- GOAL OF THE EXERCISE:
In the entries below, count the lines that contain the word "location" and give only that number.

[Collected data entries]
//! Reconciliation batch runner.
//!
//! ```text
//!   scope ──▶ partitions ──▶ population sizes (fatal on failure)
//!                                 │
//!                                 ▼
//!                 ┌──── page 0..ceil(size / page_size) ────┐
//!                 │  population_page   (error: page-error) │
//!                 │  counts(source) ┐                      │
//!                 │  counts(target) ┘ batch, or per key    │
//!                 │                   (error: mismatch-error)
//!                 │  sort ▶ diff ▶ detail ▶ policy         │
//!                 └────────────────────────────────────────┘
//!                                 │
//!                                 ▼
//!                   per-mismatch events + summary event
//! ```
//!
//! A report run never mutates either system. Page and key failures are
//! recorded and skipped so the summary covers everything that could be
//! checked.

use std::sync::Arc;

use chrono::Utc;
use futures_util::stream::{self, StreamExt};
use serde::{Deserialize, Serialize};
use thiserror::Error;
use tracing::{debug, error, info, instrument, warn};
use uuid::Uuid;

use syncbridge_connector::{
    ComparisonKey, ConnectorError, CountClient, CountRecord, DetailClient, PopulationClient,
};
use syncbridge_events::{TelemetryEvent, TelemetrySink};

use super::diff::{diff, sorted, Mismatch};
use super::policy::ReconciliationKind;
use super::report::{ReconciliationSummary, ReportedMismatch};
use super::statistics::StatisticsTracker;

/// Reconciliation run errors. Only failures before paging starts abort a run.
#[derive(Debug, Error)]
pub enum ReconciliationError {
    #[error("Failed to list active partitions: {0}")]
    Partitions(#[source] ConnectorError),

    #[error("Failed to establish population size for partition {partition}: {source}")]
    PopulationSize {
        partition: String,
        #[source]
        source: ConnectorError,
    },

    #[error("Invalid reconciliation configuration: {0}")]
    InvalidConfig(String),

    #[error("Reconciliation run aborted: {0}")]
    Aborted(String),
}

/// Result type for reconciliation runs.
pub type ReconciliationResult<T> = Result<T, ReconciliationError>;

/// What a run covers.
#[derive(Debug, Clone, PartialEq, Eq, Serialize, Deserialize)]
#[serde(tag = "type", content = "partition", rename_all = "snake_case")]
pub enum ReconciliationScope {
    /// A single partition, e.g. one prison.
    Partition(String),
    /// Every partition reported by the population client.
    AllActive,
}

impl std::fmt::Display for ReconciliationScope {
    fn fmt(&self, f: &mut std::fmt::Formatter<'_>) -> std::fmt::Result {
        match self {
            Self::Partition(partition) => write!(f, "{partition}"),
            Self::AllActive => write!(f, "all-active"),
        }
    }
}

/// Paging and concurrency settings.
#[derive(Debug, Clone, PartialEq, Eq)]
pub struct ReconciliationConfig {
    /// Keys per population page.
    pub page_size: u64,
    /// Concurrent per-key and detail calls within a page.
    pub concurrency: usize,
}

impl Default for ReconciliationConfig {
    fn default() -> Self {
        Self {
            page_size: 10,
            concurrency: 4,
        }
    }
}

/// Clients a run reads from.
#[derive(Clone)]
pub struct ReconciliationClients {
    pub population: Arc<dyn PopulationClient>,
    pub source_counts: Arc<dyn CountClient>,
    pub target_counts: Arc<dyn CountClient>,
    pub details: Arc<dyn DetailClient>,
}

/// Runs one kind of reconciliation report.
pub struct ReconciliationRunner {
    kind: ReconciliationKind,
    clients: ReconciliationClients,
    telemetry: Arc<dyn TelemetrySink>,
    config: ReconciliationConfig,
}

impl ReconciliationRunner {
    pub fn new(
        kind: ReconciliationKind,
        clients: ReconciliationClients,
        telemetry: Arc<dyn TelemetrySink>,
        config: ReconciliationConfig,
    ) -> Self {
        Self {
            kind,
            clients,
            telemetry,
            config,
        }
    }

    #[must_use]
    pub fn kind(&self) -> &ReconciliationKind {
        &self.kind
    }

    #[must_use]
    pub fn config(&self) -> &ReconciliationConfig {
        &self.config
    }

    /// Run a report with a fresh run id.
    pub async fn run_report(
        &self,
        scope: &ReconciliationScope,
    ) -> ReconciliationResult<ReconciliationSummary> {
        self.execute(Uuid::new_v4(), scope).await
    }

    /// Run a report under a caller-assigned run id.
    #[instrument(skip(self), fields(reconciliation = %self.kind.name(), scope = %scope))]
    pub async fn execute(
        &self,
        run_id: Uuid,
        scope: &ReconciliationScope,
    ) -> ReconciliationResult<ReconciliationSummary> {
        let started_at = Utc::now();
        let tracker = StatisticsTracker::new();

        let populations = match self.establish_population(scope).await {
            Ok(populations) => populations,
            Err(e) => {
                error!(run_id = %run_id, error = %e, "Reconciliation run failed before paging");
                self.telemetry.track(
                    TelemetryEvent::new(format!(
                        "{}-reconciliation-report-failed",
                        self.kind.name()
                    ))
                    .with("runId", run_id)
                    .with("scope", scope)
                    .with("error", &e),
                );
                return Err(e);
            }
        };

        tracker.set_total(populations.iter().map(|(_, size)| size).sum());
        info!(
            run_id = %run_id,
            partitions = populations.len(),
            keys_total = tracker.total_count(),
            "Starting reconciliation run"
        );

        let mut mismatches = Vec::new();
        for (partition, size) in &populations {
            mismatches.extend(self.reconcile_partition(partition, *size, &tracker).await);
        }
        mismatches.sort_by(|a, b| {
            (a.partition.as_str(), a.mismatch.key).cmp(&(b.partition.as_str(), b.mismatch.key))
        });

        let summary = ReconciliationSummary {
            run_id,
            reconciliation: self.kind.name().to_string(),
            scope: scope.clone(),
            partitions: populations.into_iter().map(|(partition, _)| partition).collect(),
            started_at,
            finished_at: Utc::now(),
            statistics: tracker.snapshot(),
            mismatches,
        };

        for mismatch in &summary.mismatches {
            self.telemetry
                .track(mismatch.telemetry_event(self.kind.name()));
        }
        self.telemetry.track(summary.telemetry_event());

        info!(
            run_id = %run_id,
            keys_checked = summary.statistics.keys_checked,
            mismatches = summary.mismatch_count(),
            failures = summary.failure_count(),
            page_errors = summary.statistics.page_errors,
            key_errors = summary.statistics.key_errors,
            "Reconciliation run completed"
        );

        Ok(summary)
    }

    async fn establish_population(
        &self,
        scope: &ReconciliationScope,
    ) -> ReconciliationResult<Vec<(String, u64)>> {
        if self.config.page_size == 0 {
            return Err(ReconciliationError::InvalidConfig(
                "page_size must be greater than zero".to_string(),
            ));
        }

        let partitions = match scope {
            ReconciliationScope::Partition(partition) => vec![partition.clone()],
            ReconciliationScope::AllActive => self
                .clients
                .population
                .active_partitions()
                .await
                .map_err(ReconciliationError::Partitions)?,
        };

        let mut populations = Vec::with_capacity(partitions.len());
        for partition in partitions {
            let size = self
                .clients
                .population
                .population_size(&partition)
                .await
                .map_err(|source| ReconciliationError::PopulationSize {
                    partition: partition.clone(),
                    source,
                })?;
            populations.push((partition, size));
        }
        Ok(populations)
    }

    async fn reconcile_partition(
        &self,
        partition: &str,
        size: u64,
        tracker: &StatisticsTracker,
    ) -> Vec<ReportedMismatch> {
        let page_size = self.config.page_size;
        let pages = size.div_ceil(page_size);
        let mut found = Vec::new();

        for page in 0..pages {
            let keys = match self
                .clients
                .population
                .population_page(partition, page, page_size)
                .await
            {
                Ok(keys) => keys,
                Err(e) => {
                    tracker.record_page_error();
                    warn!(partition = %partition, page, error = %e, "Failed to fetch population page");
                    self.telemetry.track(
                        TelemetryEvent::new(format!("{}-mismatch-page-error", self.kind.name()))
                            .with("partition", partition)
                            .with("page", page)
                            .with("error", &e),
                    );
                    continue;
                }
            };

            if keys.is_empty() {
                debug!(partition = %partition, page, "Population exhausted early");
                break;
            }

            found.extend(self.reconcile_page(partition, &keys, tracker).await);
        }

        found
    }

    async fn reconcile_page(
        &self,
        partition: &str,
        keys: &[ComparisonKey],
        tracker: &StatisticsTracker,
    ) -> Vec<ReportedMismatch> {
        let batch = tokio::try_join!(
            self.clients.source_counts.counts(partition, keys),
            self.clients.target_counts.counts(partition, keys)
        );

        let (source, target) = match batch {
            Ok((source, target)) => {
                tracker.increment_checked(keys.len() as u64);
                (source, target)
            }
            Err(e) => {
                debug!(partition = %partition, error = %e, "Batch count failed, falling back to per-key counts");
                self.per_key_counts(partition, keys, tracker).await
            }
        };

        let mismatches = diff(&sorted(source), &sorted(target));
        if mismatches.is_empty() {
            return Vec::new();
        }

        // Details only for mismatched keys.
        let concurrency = self.config.concurrency.max(1);
        stream::iter(mismatches)
            .map(|mismatch| self.classify(partition, mismatch, tracker))
            .buffered(concurrency)
            .collect()
            .await
    }

    async fn per_key_counts(
        &self,
        partition: &str,
        keys: &[ComparisonKey],
        tracker: &StatisticsTracker,
    ) -> (Vec<CountRecord>, Vec<CountRecord>) {
        let source_counts = &self.clients.source_counts;
        let target_counts = &self.clients.target_counts;

        let results: Vec<_> = stream::iter(keys.iter().copied())
            .map(|key| async move {
                let counts = tokio::try_join!(
                    source_counts.count(partition, key),
                    target_counts.count(partition, key)
                );
                (key, counts)
            })
            .buffer_unordered(self.config.concurrency.max(1))
            .collect()
            .await;

        let mut source = Vec::new();
        let mut target = Vec::new();
        for (key, counts) in results {
            match counts {
                Ok((source_record, target_record)) => {
                    tracker.increment_checked(1);
                    source.extend(source_record);
                    target.extend(target_record);
                }
                Err(e) => {
                    tracker.record_key_error();
                    warn!(partition = %partition, key, error = %e, "Failed to compare key");
                    self.telemetry.track(
                        TelemetryEvent::new(format!("{}-mismatch-error", self.kind.name()))
                            .with("partition", partition)
                            .with("key", key)
                            .with("error", &e),
                    );
                }
            }
        }
        (source, target)
    }

    async fn classify(
        &self,
        partition: &str,
        mut mismatch: Mismatch,
        tracker: &StatisticsTracker,
    ) -> ReportedMismatch {
        let detail = match self.clients.details.subject_detail(mismatch.key).await {
            Ok(detail) => {
                mismatch
                    .context
                    .insert("subjectRef".to_string(), detail.subject_ref.clone());
                if let Some(location) = &detail.location {
                    mismatch
                        .context
                        .insert("location".to_string(), location.clone());
                }
                Some(detail)
            }
            Err(e) => {
                warn!(partition = %partition, key = mismatch.key, error = %e, "Failed to fetch mismatch detail");
                mismatch
                    .context
                    .insert("detailError".to_string(), e.to_string());
                None
            }
        };

        let is_failure = self
            .kind
            .policy()
            .is_failure(&mismatch, detail.as_ref(), partition);
        tracker.record_mismatch(mismatch.kind, is_failure);
        if !is_failure {
            debug!(partition = %partition, key = mismatch.key, "Mismatch suppressed by policy");
        }

        ReportedMismatch {
            partition: partition.to_string(),
            mismatch,
            is_failure,
        }
    }
}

- OUTPUT FOR THIS EXERCISE:
2